Troppo spesso in questi anni abbiamo visto Paesi fornire, in modo quanto meno disinvolto, armi ad altri che violavano in modo sistematico i diritti umani o il diritto internazionale umanitario. Intendiamo ridurre tale fenomeno, contribuendo concretamente a rafforzare la pace e la sicurezza internazionale anche con un efficace contrasto al traffico illecito e alla proliferazione di armi. L’Italia è impegnata su tutti i fronti nel rafforzare il sistema internazionale di protezione dei diritti umani e le norme di diritto internazionale umanitario, in particolare la protezione delle categorie più vulnerabili: donne, bambini, disabili. Vanno anzitutto identificati i meccanismi in base ai quali uno Stato proceda in modo automatico a negare una fornitura a un altro Stato che sia destinatario di un embargo deciso dal Consiglio di Sicurezza, o che violi i diritti umani e le norme di diritto umanitario. Serve al tempo stesso una cornice di regole sul commercio delle armi, che spetterà poi a ciascuno Stato attuare in concreto senza scappatoie.

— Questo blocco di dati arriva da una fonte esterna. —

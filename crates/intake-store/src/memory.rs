//! In-memory record store.
//!
//! Inserts are staged per transaction and only appended to the tables on
//! commit, so a failed batch leaves the store untouched. Used for dry runs
//! and as a test double.

use std::collections::BTreeMap;

use serde::Serialize;

use crate::error::{Result, StoreError};
use crate::port::{Inserter, RecordStore};
use crate::row::InsertRow;

/// A committed row with its generated id.
#[derive(Debug, Clone, PartialEq, Serialize)]
pub struct StoredRow {
    pub id: i64,
    pub row: InsertRow,
}

#[derive(Debug, Default)]
pub struct MemoryStore {
    tables: BTreeMap<String, Vec<StoredRow>>,
    next_id: i64,
    transactions: usize,
}

impl MemoryStore {
    pub fn new() -> Self {
        Self::default()
    }

    /// Committed rows of `table`, oldest first.
    pub fn rows(&self, table: &str) -> &[StoredRow] {
        self.tables.get(table).map(Vec::as_slice).unwrap_or_default()
    }

    pub fn count(&self, table: &str) -> usize {
        self.rows(table).len()
    }

    /// Number of transactions started, committed or not.
    pub fn transactions(&self) -> usize {
        self.transactions
    }
}

impl RecordStore for MemoryStore {
    fn run_in_transaction<T, F>(&mut self, work: F) -> Result<T>
    where
        F: FnOnce(&mut dyn Inserter) -> Result<T>,
    {
        self.transactions += 1;
        let mut staged = Staged {
            rows: Vec::new(),
            next_id: self.next_id,
        };

        let value = work(&mut staged)?;

        self.next_id = staged.next_id;
        for (table, row) in staged.rows {
            self.tables.entry(table).or_default().push(row);
        }
        Ok(value)
    }
}

struct Staged {
    rows: Vec<(String, StoredRow)>,
    next_id: i64,
}

impl Inserter for Staged {
    fn insert(&mut self, table: &str, row: &InsertRow) -> Result<i64> {
        if table.is_empty() {
            return Err(StoreError::UnknownTable(table.to_string()));
        }
        self.next_id += 1;
        let id = self.next_id;
        self.rows.push((
            table.to_string(),
            StoredRow {
                id,
                row: row.clone(),
            },
        ));
        Ok(id)
    }
}
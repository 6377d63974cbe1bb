//! The storage port consumed by the import orchestrator.

use crate::error::Result;
use crate::row::InsertRow;

/// Inserts rows inside an open transaction.
pub trait Inserter {
    /// Inserts one row and returns its generated id.
    fn insert(&mut self, table: &str, row: &InsertRow) -> Result<i64>;
}

/// A store that can run a batch of inserts atomically.
pub trait RecordStore {
    /// Runs `work` inside one transaction.
    ///
    /// Commits when `work` returns `Ok`. Any error, from `work` or from the
    /// commit itself, rolls back every insert made by `work`.
    fn run_in_transaction<T, F>(&mut self, work: F) -> Result<T>
    where
        F: FnOnce(&mut dyn Inserter) -> Result<T>;
}

impl<S: RecordStore> RecordStore for &mut S {
    fn run_in_transaction<T, F>(&mut self, work: F) -> Result<T>
    where
        F: FnOnce(&mut dyn Inserter) -> Result<T>,
    {
        (**self).run_in_transaction(work)
    }
}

Su questo l’Italia è già pronta. La Legge 185 del 1990, una delle più rigorose esistenti a livello internazionale, ha istituito presso la Farnesina una specifica struttura incaricata di autorizzare le esportazioni dei materiali di armamento. Il recente recepimento, grazie all’impegno del Governo, della Direttiva 43/2009 sul controllo dei trasferimenti dei materiali di armamento in ambito comunitario è avvenuto in maniera armonica con la stessa Legge 185.

Un altro aspetto importante è la trasparenza. Oggi non esistono norme vincolanti, sul piano internazionale, che impongano agli Stati di pubblicare i dati relativi alle loro esportazioni e importazioni di materiale di armamento. Serve un meccanismo obbligatorio che metta quei dati a disposizione delle opinioni pubbliche: aiuterebbe a prevenire il traffico illecito e lo sviamento degli armamenti, che oggi contribuiscono ad alimentare conflitti armati in diverse parti del mondo. Anche qui, l’Italia già assicura la massima trasparenza, attraverso una relazione annuale al Parlamento e il periodico invio dei dati all’apposito Registro delle Nazioni Unite. In questo processo le Organizzazioni non governative svolgono un ruolo prezioso di sensibilizzazione, assicurano un importante contributo di idee e il nostro dialogo con loro è continuo e approfondito. La Conferenza purtroppo non è riuscita a raggiungere il consenso su un testo di Trattato, ma il lavoro svolto finora rimane. I lavori di New York potranno essere la base per le future discussioni. Il tempo è maturo per definire norme internazionali a carattere universale che regolino il commercio internazionale delle armi. È un contributo importante che questa generazione potrà dare alla causa della pace. L’Italia intensificherà i suoi sforzi per il raggiungimento di questo storico risultato, che è ancora alla nostra portata.